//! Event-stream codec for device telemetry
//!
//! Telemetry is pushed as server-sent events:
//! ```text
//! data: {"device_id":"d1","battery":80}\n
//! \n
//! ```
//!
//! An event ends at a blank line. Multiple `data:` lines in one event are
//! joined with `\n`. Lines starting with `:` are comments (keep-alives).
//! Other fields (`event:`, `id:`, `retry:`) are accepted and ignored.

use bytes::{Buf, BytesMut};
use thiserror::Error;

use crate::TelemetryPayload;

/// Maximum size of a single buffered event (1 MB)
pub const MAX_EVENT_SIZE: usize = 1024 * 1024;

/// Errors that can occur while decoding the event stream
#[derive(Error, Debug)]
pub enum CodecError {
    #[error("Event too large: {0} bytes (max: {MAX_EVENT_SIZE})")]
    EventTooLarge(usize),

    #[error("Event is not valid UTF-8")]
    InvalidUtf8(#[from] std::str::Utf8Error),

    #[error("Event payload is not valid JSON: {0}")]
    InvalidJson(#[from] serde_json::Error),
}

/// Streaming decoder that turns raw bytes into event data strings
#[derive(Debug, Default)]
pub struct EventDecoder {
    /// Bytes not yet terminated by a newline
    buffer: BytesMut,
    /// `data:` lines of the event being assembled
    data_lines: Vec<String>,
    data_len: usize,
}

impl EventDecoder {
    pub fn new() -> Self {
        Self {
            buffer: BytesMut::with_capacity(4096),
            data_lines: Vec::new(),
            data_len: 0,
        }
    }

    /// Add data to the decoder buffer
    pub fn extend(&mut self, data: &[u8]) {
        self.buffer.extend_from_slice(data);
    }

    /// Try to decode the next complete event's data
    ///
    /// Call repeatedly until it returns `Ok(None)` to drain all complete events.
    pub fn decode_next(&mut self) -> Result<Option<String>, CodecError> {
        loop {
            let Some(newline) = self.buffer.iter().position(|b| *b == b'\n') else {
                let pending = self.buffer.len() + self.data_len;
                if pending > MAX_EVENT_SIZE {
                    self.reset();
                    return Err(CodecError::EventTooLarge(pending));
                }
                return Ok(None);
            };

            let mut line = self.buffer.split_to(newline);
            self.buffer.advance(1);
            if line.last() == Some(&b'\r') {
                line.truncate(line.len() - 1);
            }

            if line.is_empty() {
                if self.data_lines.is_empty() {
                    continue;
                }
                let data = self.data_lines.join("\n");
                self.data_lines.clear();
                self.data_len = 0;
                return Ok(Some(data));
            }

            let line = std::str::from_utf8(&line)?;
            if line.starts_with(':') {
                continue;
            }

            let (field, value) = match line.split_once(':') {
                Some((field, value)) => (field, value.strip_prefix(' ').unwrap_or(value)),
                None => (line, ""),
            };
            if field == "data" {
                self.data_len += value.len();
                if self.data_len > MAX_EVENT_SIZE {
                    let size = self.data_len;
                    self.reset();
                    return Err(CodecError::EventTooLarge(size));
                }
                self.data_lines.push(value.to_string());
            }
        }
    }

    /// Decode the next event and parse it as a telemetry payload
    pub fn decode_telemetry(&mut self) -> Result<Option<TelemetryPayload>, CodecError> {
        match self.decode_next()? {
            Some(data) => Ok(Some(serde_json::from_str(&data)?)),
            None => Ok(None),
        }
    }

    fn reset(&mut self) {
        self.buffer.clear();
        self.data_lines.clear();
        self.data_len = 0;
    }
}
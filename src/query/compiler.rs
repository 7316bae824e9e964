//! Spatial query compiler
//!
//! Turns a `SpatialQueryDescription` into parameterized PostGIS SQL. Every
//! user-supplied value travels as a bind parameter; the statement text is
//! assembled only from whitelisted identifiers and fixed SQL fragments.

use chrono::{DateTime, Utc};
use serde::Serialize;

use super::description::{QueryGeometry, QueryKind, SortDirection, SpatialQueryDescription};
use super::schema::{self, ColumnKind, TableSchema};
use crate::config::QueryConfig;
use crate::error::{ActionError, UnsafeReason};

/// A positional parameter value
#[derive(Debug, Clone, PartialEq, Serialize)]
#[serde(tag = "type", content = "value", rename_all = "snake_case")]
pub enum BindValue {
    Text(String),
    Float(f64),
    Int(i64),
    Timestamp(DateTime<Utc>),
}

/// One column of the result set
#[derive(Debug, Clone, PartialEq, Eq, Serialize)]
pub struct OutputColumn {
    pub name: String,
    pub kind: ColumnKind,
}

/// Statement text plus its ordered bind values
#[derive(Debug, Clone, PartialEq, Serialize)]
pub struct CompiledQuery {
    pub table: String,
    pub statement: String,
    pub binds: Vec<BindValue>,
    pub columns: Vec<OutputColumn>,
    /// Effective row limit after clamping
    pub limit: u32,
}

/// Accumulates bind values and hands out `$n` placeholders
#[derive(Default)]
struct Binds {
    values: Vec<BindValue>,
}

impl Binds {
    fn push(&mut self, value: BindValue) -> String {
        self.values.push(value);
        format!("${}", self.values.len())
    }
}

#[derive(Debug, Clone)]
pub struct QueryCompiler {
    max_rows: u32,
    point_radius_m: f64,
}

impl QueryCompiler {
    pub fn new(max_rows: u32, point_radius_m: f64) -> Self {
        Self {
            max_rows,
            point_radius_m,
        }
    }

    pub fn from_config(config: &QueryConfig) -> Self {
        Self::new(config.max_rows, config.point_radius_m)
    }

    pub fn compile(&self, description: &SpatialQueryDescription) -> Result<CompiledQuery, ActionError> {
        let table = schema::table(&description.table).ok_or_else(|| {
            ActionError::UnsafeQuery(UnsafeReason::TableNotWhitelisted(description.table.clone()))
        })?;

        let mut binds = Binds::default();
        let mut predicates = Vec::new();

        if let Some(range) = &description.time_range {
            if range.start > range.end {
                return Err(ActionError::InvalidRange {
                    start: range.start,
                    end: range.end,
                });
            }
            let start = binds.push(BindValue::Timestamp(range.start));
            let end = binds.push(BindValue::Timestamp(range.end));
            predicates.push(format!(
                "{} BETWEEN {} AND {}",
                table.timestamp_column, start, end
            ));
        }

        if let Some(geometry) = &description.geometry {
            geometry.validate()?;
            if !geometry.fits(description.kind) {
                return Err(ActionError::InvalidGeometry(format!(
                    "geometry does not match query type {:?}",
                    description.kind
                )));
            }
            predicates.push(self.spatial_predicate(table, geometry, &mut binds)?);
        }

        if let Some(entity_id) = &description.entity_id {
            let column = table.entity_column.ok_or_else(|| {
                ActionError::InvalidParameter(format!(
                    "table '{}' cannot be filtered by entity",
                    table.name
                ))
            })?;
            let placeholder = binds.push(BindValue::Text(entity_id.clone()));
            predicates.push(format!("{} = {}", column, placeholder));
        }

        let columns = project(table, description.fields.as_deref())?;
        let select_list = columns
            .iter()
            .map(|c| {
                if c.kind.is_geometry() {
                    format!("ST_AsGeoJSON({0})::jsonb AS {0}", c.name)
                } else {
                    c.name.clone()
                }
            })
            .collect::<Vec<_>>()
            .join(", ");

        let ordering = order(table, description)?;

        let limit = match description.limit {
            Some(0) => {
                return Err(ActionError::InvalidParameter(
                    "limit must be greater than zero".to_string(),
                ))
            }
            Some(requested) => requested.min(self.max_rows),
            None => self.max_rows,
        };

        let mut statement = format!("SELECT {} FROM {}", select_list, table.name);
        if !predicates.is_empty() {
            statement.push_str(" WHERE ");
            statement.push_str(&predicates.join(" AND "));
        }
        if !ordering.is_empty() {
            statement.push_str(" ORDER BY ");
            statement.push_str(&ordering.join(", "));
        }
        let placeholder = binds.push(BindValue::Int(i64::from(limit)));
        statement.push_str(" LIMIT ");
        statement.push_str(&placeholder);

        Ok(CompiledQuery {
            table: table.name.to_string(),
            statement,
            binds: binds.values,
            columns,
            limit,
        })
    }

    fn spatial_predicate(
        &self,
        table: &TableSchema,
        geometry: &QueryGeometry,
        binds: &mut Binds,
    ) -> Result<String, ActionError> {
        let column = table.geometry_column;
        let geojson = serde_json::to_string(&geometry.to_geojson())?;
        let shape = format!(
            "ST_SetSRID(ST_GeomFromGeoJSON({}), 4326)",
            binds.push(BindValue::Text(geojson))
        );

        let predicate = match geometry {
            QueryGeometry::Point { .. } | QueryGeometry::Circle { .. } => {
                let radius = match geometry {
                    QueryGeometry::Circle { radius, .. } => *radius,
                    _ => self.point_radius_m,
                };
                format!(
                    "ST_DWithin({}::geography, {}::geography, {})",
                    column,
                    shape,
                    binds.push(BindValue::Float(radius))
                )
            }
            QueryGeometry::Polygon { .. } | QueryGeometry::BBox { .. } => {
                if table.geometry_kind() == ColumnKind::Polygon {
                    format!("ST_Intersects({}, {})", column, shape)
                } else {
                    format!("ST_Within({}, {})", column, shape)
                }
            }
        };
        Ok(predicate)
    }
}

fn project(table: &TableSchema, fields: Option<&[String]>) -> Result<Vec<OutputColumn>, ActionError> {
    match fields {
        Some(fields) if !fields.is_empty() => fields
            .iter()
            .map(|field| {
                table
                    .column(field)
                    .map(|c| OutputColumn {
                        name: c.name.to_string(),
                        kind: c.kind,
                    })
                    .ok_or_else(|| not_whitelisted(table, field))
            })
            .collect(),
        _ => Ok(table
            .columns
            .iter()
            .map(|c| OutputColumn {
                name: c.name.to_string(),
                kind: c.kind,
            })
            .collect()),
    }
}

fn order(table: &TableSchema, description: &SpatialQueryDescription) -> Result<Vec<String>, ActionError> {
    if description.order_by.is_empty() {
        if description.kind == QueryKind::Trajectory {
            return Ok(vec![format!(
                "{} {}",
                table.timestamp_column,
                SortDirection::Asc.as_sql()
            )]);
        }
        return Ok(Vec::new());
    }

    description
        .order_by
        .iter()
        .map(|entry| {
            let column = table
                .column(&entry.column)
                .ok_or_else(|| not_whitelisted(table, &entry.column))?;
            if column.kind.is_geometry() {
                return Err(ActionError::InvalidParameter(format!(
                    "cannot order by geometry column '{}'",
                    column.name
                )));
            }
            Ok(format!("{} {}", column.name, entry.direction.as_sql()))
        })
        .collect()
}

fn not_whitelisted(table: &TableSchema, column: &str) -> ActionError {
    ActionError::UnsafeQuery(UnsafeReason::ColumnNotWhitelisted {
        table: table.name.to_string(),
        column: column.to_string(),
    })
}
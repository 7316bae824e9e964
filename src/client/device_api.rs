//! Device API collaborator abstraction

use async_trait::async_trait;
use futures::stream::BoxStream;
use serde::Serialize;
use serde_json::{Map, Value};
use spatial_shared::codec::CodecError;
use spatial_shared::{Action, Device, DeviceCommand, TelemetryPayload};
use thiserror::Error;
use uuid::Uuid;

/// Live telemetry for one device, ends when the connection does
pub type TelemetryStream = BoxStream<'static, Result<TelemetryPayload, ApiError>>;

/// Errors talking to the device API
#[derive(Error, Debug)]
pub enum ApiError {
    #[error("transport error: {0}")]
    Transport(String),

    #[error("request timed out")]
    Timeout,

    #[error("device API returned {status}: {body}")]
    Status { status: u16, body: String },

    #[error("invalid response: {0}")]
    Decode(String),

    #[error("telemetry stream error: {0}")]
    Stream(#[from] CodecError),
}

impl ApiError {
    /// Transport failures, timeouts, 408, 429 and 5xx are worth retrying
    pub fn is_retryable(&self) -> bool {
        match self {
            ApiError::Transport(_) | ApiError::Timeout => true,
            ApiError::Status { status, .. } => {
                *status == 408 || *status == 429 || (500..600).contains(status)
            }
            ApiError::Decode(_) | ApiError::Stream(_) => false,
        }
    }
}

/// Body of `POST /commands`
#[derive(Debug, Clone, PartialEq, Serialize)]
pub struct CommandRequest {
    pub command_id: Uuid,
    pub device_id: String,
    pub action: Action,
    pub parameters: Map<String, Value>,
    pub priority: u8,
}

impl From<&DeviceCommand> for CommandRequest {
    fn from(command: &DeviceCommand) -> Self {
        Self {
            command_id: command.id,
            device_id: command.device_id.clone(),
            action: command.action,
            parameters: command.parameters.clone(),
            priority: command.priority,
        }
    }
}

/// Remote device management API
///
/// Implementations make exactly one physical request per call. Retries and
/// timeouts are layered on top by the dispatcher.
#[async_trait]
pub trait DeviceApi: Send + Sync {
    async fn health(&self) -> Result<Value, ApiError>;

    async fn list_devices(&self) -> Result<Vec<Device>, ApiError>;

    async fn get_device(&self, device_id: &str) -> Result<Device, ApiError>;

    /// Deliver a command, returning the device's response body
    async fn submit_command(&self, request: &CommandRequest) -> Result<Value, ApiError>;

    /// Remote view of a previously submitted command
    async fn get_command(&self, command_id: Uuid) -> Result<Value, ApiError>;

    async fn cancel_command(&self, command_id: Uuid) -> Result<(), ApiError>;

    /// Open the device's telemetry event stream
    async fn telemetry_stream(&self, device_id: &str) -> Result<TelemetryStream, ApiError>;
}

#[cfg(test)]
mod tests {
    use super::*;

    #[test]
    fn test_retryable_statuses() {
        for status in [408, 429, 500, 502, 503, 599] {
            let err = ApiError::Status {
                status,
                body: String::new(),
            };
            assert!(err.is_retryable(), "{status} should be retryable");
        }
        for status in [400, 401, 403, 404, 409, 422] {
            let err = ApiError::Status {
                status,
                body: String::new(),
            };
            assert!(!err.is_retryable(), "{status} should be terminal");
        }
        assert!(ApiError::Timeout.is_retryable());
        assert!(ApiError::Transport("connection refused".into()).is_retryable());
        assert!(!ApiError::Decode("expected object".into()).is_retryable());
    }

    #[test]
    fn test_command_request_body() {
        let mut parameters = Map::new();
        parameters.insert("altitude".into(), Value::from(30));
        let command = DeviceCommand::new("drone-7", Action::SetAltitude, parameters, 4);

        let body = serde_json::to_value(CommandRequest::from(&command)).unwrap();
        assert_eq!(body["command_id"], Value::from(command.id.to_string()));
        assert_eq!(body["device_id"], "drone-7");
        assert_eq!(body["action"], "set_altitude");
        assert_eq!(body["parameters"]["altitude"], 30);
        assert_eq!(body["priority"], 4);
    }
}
________________
▶ [Work order]:
Start at the first line of the entries and stop at the line with "let Some(newline) = self.buffer.iter().position(|b|". Retype each of those lines exactly, both ends included.

▶ [Solution to this problem]:
//! Event-stream codec for device telemetry
//!
//! Telemetry is pushed as server-sent events:
//! ```text
//! data: {"device_id":"d1","battery":80}\n
//! \n
//! ```
//!
//! An event ends at a blank line. Multiple `data:` lines in one event are
//! joined with `\n`. Lines starting with `:` are comments (keep-alives).
//! Other fields (`event:`, `id:`, `retry:`) are accepted and ignored.

use bytes::{Buf, BytesMut};
use thiserror::Error;

use crate::TelemetryPayload;

/// Maximum size of a single buffered event (1 MB)
pub const MAX_EVENT_SIZE: usize = 1024 * 1024;

/// Errors that can occur while decoding the event stream
#[derive(Error, Debug)]
pub enum CodecError {
    #[error("Event too large: {0} bytes (max: {MAX_EVENT_SIZE})")]
    EventTooLarge(usize),

    #[error("Event is not valid UTF-8")]
    InvalidUtf8(#[from] std::str::Utf8Error),

    #[error("Event payload is not valid JSON: {0}")]
    InvalidJson(#[from] serde_json::Error),
}

/// Streaming decoder that turns raw bytes into event data strings
#[derive(Debug, Default)]
pub struct EventDecoder {
    /// Bytes not yet terminated by a newline
    buffer: BytesMut,
    /// `data:` lines of the event being assembled
    data_lines: Vec<String>,
    data_len: usize,
}

impl EventDecoder {
    pub fn new() -> Self {
        Self {
            buffer: BytesMut::with_capacity(4096),
            data_lines: Vec::new(),
            data_len: 0,
        }
    }

    /// Add data to the decoder buffer
    pub fn extend(&mut self, data: &[u8]) {
        self.buffer.extend_from_slice(data);
    }

    /// Try to decode the next complete event's data
    ///
    /// Call repeatedly until it returns `Ok(None)` to drain all complete events.
    pub fn decode_next(&mut self) -> Result<Option<String>, CodecError> {
        loop {
            let Some(newline) = self.buffer.iter().position(|b| *b == b'\n') else {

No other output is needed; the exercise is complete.